4. Numerical Solution (Using
Compositional Simulator)
A key component in modeling gas-condensate
reservoirs is the development of a representative fluid
model. Therefore, commercial PVT analysis software
was used to simulate the experiments. The PVT data
used in the compositional model was based on the
samples collected from pay zone of the well SH. To
simulate the fluid samples of this pay zone, 3-
parameter Peng-Robinson (PR) equation of state was
used, and as shown in Figure 10 (parts a,b,c,d) very
good matches were obtained between calculated and
observed properties.
The next step is to build a static model to be
used as the basic reservoir structure. Rock and fluid
properties and completion production scenarios were
defined then. For compositional simulations capillary
numbers must be considered, otherwise pressure drop
and condensate dropout are overestimated and well
productivity is underestimated.
Finally a single three dimensional vertical well model
with radial grid blocks was defined. The model was
380ft in vertical direction and 3780 ft from the center
in radial direction and included 57 ft above and
below the pay zone. The grid model was divided into
90 cells in R- plane and 90 cells in Z direction (a total number of 8100 cells each having a height of 4.2
ft). All grid properties such as porosity, water
saturation and net to gross ratio were obtained from
petrophysical properties of the layer as listed in Table
1. The relative permeability data is also shown in
Figure 11.
Figure 10. Match of PVT experiment, well SL-1(a.

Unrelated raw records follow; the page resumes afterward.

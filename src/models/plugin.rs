/// Which of the three plugin files an entry came from, and which one it is
/// written back to.
#[derive(Debug, Clone, Copy, PartialEq, Eq)]
pub enum PluginOrigin {
    /// `ms0:/SEPLUGINS/PLUGINS.TXT`
    Ms0,
    /// `ef0:/SEPLUGINS/PLUGINS.TXT`
    Ef0,
    /// `PLUGINS.TXT` under the configured firmware install path.
    ArkPath,
}

/// Soft state of a plugin entry. `Removed` entries stay in the list until a
/// save physically drops them.
#[derive(Debug, Clone, Copy, PartialEq, Eq)]
pub enum PluginState {
    On,
    Off,
    Removed,
}

/// One line of a merged plugin list.
///
/// Structured entries model a `context, path, on|off` line: `line` holds the
/// recombined `"context, path"` text and the labels are positional. Any other
/// non-empty line is carried verbatim in `line` with no labels, so unmodeled
/// content (comments, malformed lines) survives a load/save cycle untouched.
#[derive(Debug, Clone, PartialEq, Eq)]
pub struct PluginEntry {
    pub origin: PluginOrigin,
    pub line: String,
    /// Positional `plugin_<n>` identifier; `None` marks a passthrough line.
    pub label: Option<String>,
    /// Positional `plugins<n>` identifier.
    pub sub_label: Option<String>,
    pub state: PluginState,
}

impl PluginEntry {
    pub fn is_structured(&self) -> bool {
        self.label.is_some()
    }

    pub fn is_enabled(&self) -> bool {
        self.state == PluginState::On
    }
}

liquid saturation from CVD, b. moles recovery from
CVD, c. relative volume from CCE, d. liquid
saturation from CCE)
Figure 11. Relative permeability curves of SH field
It is essential to refine the model around the
production well especially for capillary number
analysis; otherwise the model cannot cover the full
physics of occurring phenomena around the
producing well. This causes the velocities across cells
to approach each other which results in better
performance of the model. For minimum fluctuation
in the wellbore pressure data and allowing more
detailed evaluation of near wellbore behavior local
grid refinement is also necessary. A logarithmic trend
was used for this purpose.
4.1 Model Verification
In order to verify the model output and numerical
dispersion effects, the model performance should be
investigated with a simulated well test scenario. As
shown in Figure 12 the simulated well test analysis
shows that the numerical model provides good
agreement with the reservoir parameters obtained
from the interpretation of the simulated well test. For
instance permeability input of the simulator was 25
md and the well test interpreter shows a value of 24.3
md or the simulator input for skin is zero and that of
the well test interpretation is about 0.14.
Figure 12. Log-Log pseudopressure derivative plot
(match results) of drawdown test for model
verifications
Next we have to define the actual well test
scenario using the compositional model. In other
words, this time the flowing and shut-in periods and
production rates and pressures are assumed exactly
the same as the real test.
Simulation was run considering capillary
number effects. Figure 13 also displays the effect of
exclusion of capillary number effects in the
simulation.
Int. J Sci. Emerging Tech Vol-3 No 2 February, 2012
59
Figure 13. Real pressure and the resulted pressure
from the compositional simulation without capillary
number effects for first interpretation
Figure 14. Real pressure and the resulted pressure
from the compositional simulation with capillary
number effects for first interpretation
In this case by sensitivity analysis of capillary
number parameters good match was achieved in lean
gas condensate reservoir (as shown in Table 3).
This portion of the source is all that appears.